● **Activity**: Which lines of the records below contain the word "every"? Report each of them in full.

(Records contained in a dataset)
---------------
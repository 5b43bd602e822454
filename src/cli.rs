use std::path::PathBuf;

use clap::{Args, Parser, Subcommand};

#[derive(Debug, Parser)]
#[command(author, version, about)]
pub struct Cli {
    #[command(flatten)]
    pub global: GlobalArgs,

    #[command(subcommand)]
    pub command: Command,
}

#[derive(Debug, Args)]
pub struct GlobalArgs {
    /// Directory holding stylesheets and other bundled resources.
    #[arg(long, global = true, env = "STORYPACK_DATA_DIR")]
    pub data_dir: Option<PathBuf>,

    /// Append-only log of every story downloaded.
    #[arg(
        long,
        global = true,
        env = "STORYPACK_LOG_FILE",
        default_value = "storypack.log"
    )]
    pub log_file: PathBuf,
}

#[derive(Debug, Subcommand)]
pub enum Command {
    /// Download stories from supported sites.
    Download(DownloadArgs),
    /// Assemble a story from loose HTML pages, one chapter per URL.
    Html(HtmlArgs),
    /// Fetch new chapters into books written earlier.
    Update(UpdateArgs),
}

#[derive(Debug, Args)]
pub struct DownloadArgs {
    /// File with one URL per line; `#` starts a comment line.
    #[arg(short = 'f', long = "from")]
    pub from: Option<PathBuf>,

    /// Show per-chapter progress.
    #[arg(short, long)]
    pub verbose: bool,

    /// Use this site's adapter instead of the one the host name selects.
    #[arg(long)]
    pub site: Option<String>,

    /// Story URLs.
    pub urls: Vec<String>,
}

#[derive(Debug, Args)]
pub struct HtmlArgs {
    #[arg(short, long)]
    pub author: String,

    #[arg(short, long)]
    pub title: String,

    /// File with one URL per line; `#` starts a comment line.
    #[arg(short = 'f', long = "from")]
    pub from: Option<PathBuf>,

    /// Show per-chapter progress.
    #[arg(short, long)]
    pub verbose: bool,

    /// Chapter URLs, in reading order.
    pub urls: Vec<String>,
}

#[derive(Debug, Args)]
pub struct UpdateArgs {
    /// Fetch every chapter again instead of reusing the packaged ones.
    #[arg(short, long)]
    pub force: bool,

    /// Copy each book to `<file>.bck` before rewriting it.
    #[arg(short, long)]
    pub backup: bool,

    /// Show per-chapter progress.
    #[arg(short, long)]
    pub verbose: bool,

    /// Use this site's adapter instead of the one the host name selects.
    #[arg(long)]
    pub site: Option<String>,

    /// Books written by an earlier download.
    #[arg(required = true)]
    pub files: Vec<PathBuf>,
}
---------------
● **Finished exercise**:
    /// Append-only log of every story downloaded.
    /// Fetch every chapter again instead of reusing the packaged ones.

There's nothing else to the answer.